Todos os presidentes do Brasil nas duas últimas décadas sabiam e sabem da necessidade de cortar despesas, reduzir a gastança do governo e o gigantismo da máquina pública para dispor de recursos destinados a investimentos inadiáveis, por exemplo, em educação em tempo integral, em melhoria da remuneração dos professores, emampliação das coberturas do Sistema Único de Saúde (SUS), e em universalização dos serviços do saneamento básico, hoje uma das maiores vergonhas nacionais, com impacto direto na saúde pública e na qualidade de vida dos cidadãos.
Tais medidas, entretanto, jamais foram implementadas.
Essa necessidade, ainda que gritante, foi sempre sufocada pelos interesses eleitorais – especialmente a reeleição – visando à manutenção do poder, como se o país tivesse donatários em pleno século XXI.
Para isso, nenhuma preocupação em fazer o combate efetivo à corrupção e enorme boa vontade com a concessão de privilégios, generosidade com disponibilização de recursos públicos para parte da mídia e para os influenciadores sociais, com destaque para a área da cultura.

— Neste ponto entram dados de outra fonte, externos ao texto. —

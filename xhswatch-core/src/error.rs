use thiserror::Error;

#[derive(Error, Debug)]
pub enum CoreError {
    #[error("fetch error: {0}")]
    Fetch(#[from] FetchError),

    #[error("payload error: {0}")]
    Payload(#[from] PayloadError),

    #[error("notification error: {0}")]
    Notify(#[from] NotifyError),

    #[error("state store error: {0}")]
    Store(#[from] StoreError),

    #[error("configuration error: {0}")]
    Config(#[from] ConfigError),

    #[error("IO error: {0}")]
    Io(#[from] std::io::Error),

    #[error("serialization error: {0}")]
    Serialization(#[from] serde_json::Error),

    #[error("network error: {0}")]
    Network(#[from] reqwest::Error),

    #[error("internal error: {message}")]
    Internal { message: String },
}

/// Failures while driving the rendering service for one keyword. Every
/// variant is keyword-scoped: the run catches it, logs it, and the keyword
/// contributes zero candidates.
#[derive(Error, Debug)]
pub enum FetchError {
    #[error("navigation to {url} timed out after {seconds}s")]
    NavigationTimeout { url: String, seconds: u64 },

    #[error("navigation to {url} failed: {detail}")]
    Navigation { url: String, detail: String },

    #[error("render service error: status={status}, body={message}")]
    RenderService { status: u16, message: String },

    #[error("render service returned an unusable response: {detail}")]
    InvalidResponse { detail: String },
}

impl FetchError {
    pub fn is_timeout(&self) -> bool {
        matches!(self, FetchError::NavigationTimeout { .. })
    }
}

/// A structured search payload was captured but does not match the expected
/// schema. The keyword falls back to DOM-only results, which the
/// missing-timestamp rule then drops.
#[derive(Error, Debug)]
pub enum PayloadError {
    #[error("search payload does not match expected schema: {0}")]
    Schema(#[from] serde_json::Error),

    #[error("search payload has no item list: {detail}")]
    MissingItems { detail: String },
}

#[derive(Error, Debug)]
pub enum NotifyError {
    #[error("bot API error: status={status}, body={body}")]
    Api { status: u16, body: String },

    #[error("bot API request failed: {0}")]
    Http(#[from] reqwest::Error),

    #[error("dry-run: delivery suppressed")]
    DryRun,
}

impl NotifyError {
    /// Dry-run suppression is bookkept like a failure (the candidate stays
    /// unseen) but logged as a skip rather than an error.
    pub fn is_dry_run(&self) -> bool {
        matches!(self, NotifyError::DryRun)
    }
}

#[derive(Error, Debug)]
pub enum StoreError {
    #[error("failed to write state file {path}: {detail}")]
    Write { path: String, detail: String },

    #[error("failed to serialize seen set: {0}")]
    Serialize(#[from] serde_json::Error),
}

#[derive(Error, Debug)]
pub enum ConfigError {
    #[error("invalid value for {field}: {value}")]
    InvalidValue { field: String, value: String },

    #[error("invalid service URL for {field}: {detail}")]
    InvalidUrl { field: String, detail: String },
}
use anyhow::Context;
use seen_store::{JsonFileStore, SeenStore};
use telegram_client::{DryRunNotifier, Notifier, TelegramClient};
use xhs_client::{FetchSettings, XhsFetcher};
use xhswatch_core::{RunSummary, WatchConfig};

use renderer_client::BrowserlessRenderer;

#[tokio::main]
async fn main() {
    tracing_subscriber::fmt()
        .with_env_filter(
            tracing_subscriber::EnvFilter::try_from_default_env().unwrap_or_else(|_| {
                tracing_subscriber::EnvFilter::new(
                    "xhswatch=info,watch_service=info,xhs_client=info,\
                     renderer_client=info,telegram_client=info,seen_store=info",
                )
            }),
        )
        .init();

    tracing::info!("Starting xhswatch - Xiaohongshu keyword watcher");

    // Best-effort monitoring job: the scheduler must never see a failure,
    // and the state file must exist after every invocation.
    match try_run().await {
        Ok(summary) => {
            tracing::info!(
                "Finished: {} new notifications ({} attempted, {} failed, sentinel: {})",
                summary.newly_sent(),
                summary.attempted,
                summary.failed,
                summary.sentinel_sent
            );
        }
        Err(error) => {
            tracing::error!("Run failed: {error:#}");
            ensure_state_file().await;
        }
    }
}

async fn try_run() -> anyhow::Result<RunSummary> {
    let config = WatchConfig::from_env().context("invalid environment configuration")?;
    tracing::info!(
        "Loaded {} keywords; headless: {}; cookie provided: {}",
        config.keywords.len(),
        config.headless,
        if config.cookie.is_some() { "yes" } else { "no" }
    );

    let renderer = BrowserlessRenderer::new(&config.render_url, config.render_token.as_deref());
    let fetcher = XhsFetcher::new(
        Box::new(renderer),
        FetchSettings {
            cookie: config.cookie.clone(),
            user_agent: config.user_agent.clone(),
            headless: config.headless,
        },
    );

    let notifier: Box<dyn Notifier> = match (config.effective_dry_run(), config.credentials()) {
        (false, Some((bot_token, chat_id))) => Box::new(TelegramClient::new(bot_token, chat_id)),
        (_, credentials) => {
            if credentials.is_none() {
                tracing::warn!("TG_BOT_TOKEN or TG_CHAT_ID missing; running dry");
            } else {
                tracing::info!("DRY_RUN set; deliveries suppressed");
            }
            Box::new(DryRunNotifier)
        }
    };

    let store = JsonFileStore::new(config.seen_file.clone());
    let summary = watch_service::run_once(&config, &fetcher, notifier.as_ref(), &store)
        .await
        .context("watch run failed")?;

    Ok(summary)
}

/// Post-condition of every invocation, even a failed one: the persisted
/// seen-set artifact exists. Configuration may itself be the failure, so
/// fall back to the default path.
async fn ensure_state_file() {
    let path = WatchConfig::from_env()
        .map(|config| config.seen_file)
        .unwrap_or_else(|_| xhswatch_core::config::DEFAULT_SEEN_FILE.into());

    let store = JsonFileStore::new(path);
    if let Err(error) = store.ensure_exists().await {
        tracing::error!("Could not guarantee state file exists: {error}");
    }
}
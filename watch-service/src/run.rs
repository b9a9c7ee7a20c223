use chrono::Utc;
use seen_store::SeenStore;
use telegram_client::Notifier;
use tracing::info;

use xhs_client::XhsFetcher;
use xhswatch_core::{CoreError, RunContext, RunSummary, WatchConfig};

use crate::dispatch::Dispatcher;
use crate::merge::{merge_batches, truncate_first_run};

/// One complete watch cycle: load state, fetch, merge, dispatch, persist.
/// The seen set is saved on every path that reaches it, including the
/// no-keywords case; only a failing save escapes as an error, and the
/// binary's top-level boundary maps that to a successful exit too.
pub async fn run_once(
    config: &WatchConfig,
    fetcher: &XhsFetcher,
    notifier: &dyn Notifier,
    store: &dyn SeenStore,
) -> Result<RunSummary, CoreError> {
    let snapshot = store.load().await;
    info!("Loaded {} seen ids", snapshot.len());

    if config.keywords.is_empty() {
        info!("No keywords configured; persisting state and finishing");
        store.save(&snapshot).await?;
        return Ok(RunSummary::default());
    }

    let ctx = RunContext::new(
        config.keywords.clone(),
        config.max_per_keyword,
        snapshot.is_empty(),
    );
    if ctx.first_run {
        info!(
            "First run detected (empty seen set); deliveries capped at {}",
            RunContext::FIRST_RUN_LIMIT
        );
    }

    let batches = fetcher.search_keywords(&ctx, Utc::now()).await;
    let fetched: usize = batches.iter().map(Vec::len).sum();

    let merged = merge_batches(batches);
    let merged_count = merged.len();
    let deliverable = truncate_first_run(merged, ctx.first_run, RunContext::FIRST_RUN_LIMIT);
    if deliverable.len() < merged_count {
        info!(
            "First run: truncated {} merged candidates to {}",
            merged_count,
            deliverable.len()
        );
    }

    let mut dispatcher = Dispatcher::new(notifier, &snapshot);
    let report = dispatcher.dispatch(&deliverable, &ctx.keywords).await;
    let updated = dispatcher.into_seen();

    store.save(&updated).await?;

    let summary = RunSummary {
        keywords: ctx.keywords.len(),
        fetched,
        merged: merged_count,
        attempted: report.attempted,
        sent: report.sent,
        sent_fallback: report.sent_fallback,
        failed: report.failed,
        sentinel_sent: report.sentinel_sent,
    };
    info!(
        "Run complete: {} fetched, {} merged, {} attempted, {} sent ({} via fallback), {} failed, sentinel: {}",
        summary.fetched,
        summary.merged,
        summary.attempted,
        summary.newly_sent(),
        summary.sent_fallback,
        summary.failed,
        summary.sentinel_sent
    );
    Ok(summary)
}
use std::time::Duration;

use async_trait::async_trait;
use tracing::{debug, info};

use xhswatch_core::NotifyError;

const TELEGRAM_API_BASE: &str = "https://api.telegram.org";
const SEND_TIMEOUT: Duration = Duration::from_secs(20);

/// Outbound notification boundary. Implementations either deliver for real
/// or suppress delivery (dry-run); the dispatcher treats both uniformly.
#[async_trait]
pub trait Notifier: Send + Sync {
    async fn send_text(&self, text: &str) -> Result<(), NotifyError>;

    async fn send_photo(&self, photo_url: &str, caption: &str) -> Result<(), NotifyError>;
}

/// Telegram Bot API client for one bot/chat pair.
pub struct TelegramClient {
    client: reqwest::Client,
    base_url: String,
    bot_token: String,
    chat_id: String,
}

impl TelegramClient {
    pub fn new(bot_token: &str, chat_id: &str) -> Self {
        Self::with_base_url(TELEGRAM_API_BASE, bot_token, chat_id)
    }

    /// Same client against a different API host. Tests point this at a
    /// local mock server.
    pub fn with_base_url(base_url: &str, bot_token: &str, chat_id: &str) -> Self {
        let client = reqwest::Client::builder()
            .timeout(SEND_TIMEOUT)
            .build()
            .expect("Failed to build HTTP client");

        Self {
            client,
            base_url: base_url.trim_end_matches('/').to_string(),
            bot_token: bot_token.to_string(),
            chat_id: chat_id.to_string(),
        }
    }

    fn api_url(&self, method: &str) -> String {
        format!("{}/bot{}/{method}", self.base_url, self.bot_token)
    }

    async fn post(&self, method: &str, body: serde_json::Value) -> Result<(), NotifyError> {
        let resp = self
            .client
            .post(self.api_url(method))
            .json(&body)
            .send()
            .await?;

        let status = resp.status();
        if !status.is_success() {
            let body = resp
                .text()
                .await
                .unwrap_or_else(|e| format!("<failed to read response body: {e}>"));
            return Err(NotifyError::Api {
                status: status.as_u16(),
                body,
            });
        }

        debug!("Bot API {method} delivered to chat {}", self.chat_id);
        Ok(())
    }
}

#[async_trait]
impl Notifier for TelegramClient {
    async fn send_text(&self, text: &str) -> Result<(), NotifyError> {
        self.post(
            "sendMessage",
            serde_json::json!({
                "chat_id": self.chat_id,
                "text": text,
                "disable_web_page_preview": true,
            }),
        )
        .await
    }

    async fn send_photo(&self, photo_url: &str, caption: &str) -> Result<(), NotifyError> {
        self.post(
            "sendPhoto",
            serde_json::json!({
                "chat_id": self.chat_id,
                "photo": photo_url,
                "caption": caption,
            }),
        )
        .await
    }
}

/// Suppresses every delivery while keeping the dispatcher's bookkeeping
/// honest: a suppressed send reports `NotifyError::DryRun`, so the
/// candidate is not marked seen and stays queued for a real delivery.
pub struct DryRunNotifier;

#[async_trait]
impl Notifier for DryRunNotifier {
    async fn send_text(&self, text: &str) -> Result<(), NotifyError> {
        info!(
            "Dry-run: suppressed text notification: {}",
            text.lines().next().unwrap_or("<empty>")
        );
        Err(NotifyError::DryRun)
    }

    async fn send_photo(&self, photo_url: &str, caption: &str) -> Result<(), NotifyError> {
        info!(
            "Dry-run: suppressed photo notification ({photo_url}): {}",
            caption.lines().next().unwrap_or("<empty>")
        );
        Err(NotifyError::DryRun)
    }
}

A caixa de bondades foi mantida aberta.
O preço dessa desastrosa opção, que perdura desde a aprovação do instituto da reeleição, em 1997, tem sido muito elevado, prejudicando a prestação de serviços essenciais com precaridades alarmantes, além do brutal empobrecimento da população brasileira.
Não é necessário muito esforço para a comprovação dos desastres causados por essas políticas governamentais que privilegiam poucos em detrimento da grande massa carente, a plutocracia tomando o lugar da democracia.
Um bom exemplo são os gastos primários.
Em 2002, último ano do governo de Fernando Henrique Cardoso, os gastos primários alcançaram o montante eǫuivalente a 14,7% do Produto Interno Bruto (PIB), segundo dados do Tesouro Nacional, da Fundação Getúlio Vargas (FGV) e do Instituto Brasileiro de Geografia e Estatística (IBGE).
Na sequência, ao final dos dois primeiros mandatos do presidente Luiz Inácio Lula da Silva (2003/2010) esses gastos foram expandidos e chegaram a 17,0% do PIB.
Um aumento de 2,3 pontos percentuais, equivalentes hoje a R$ 269 bilhões/ano.
A irresponsabilidade continuou durante os 5 anos e 7 meses dos governos da presidente Dilma Roussef e, com isso, os gastos primários atingiram um recorde de 19,5% do PIB, ou seja, mais R$ 292 bilhões/ano, em valores atualizados.
No período seguinte, nos governos de Michel Temer e de Jair Bolsonaro, houve recuo de 19,5% para 18% do PIB nesses gastos.
Mas voltou a subir no biênio 2023/2024, já no terceiro governo de Lula, atingindo o nível de 20% do PIB.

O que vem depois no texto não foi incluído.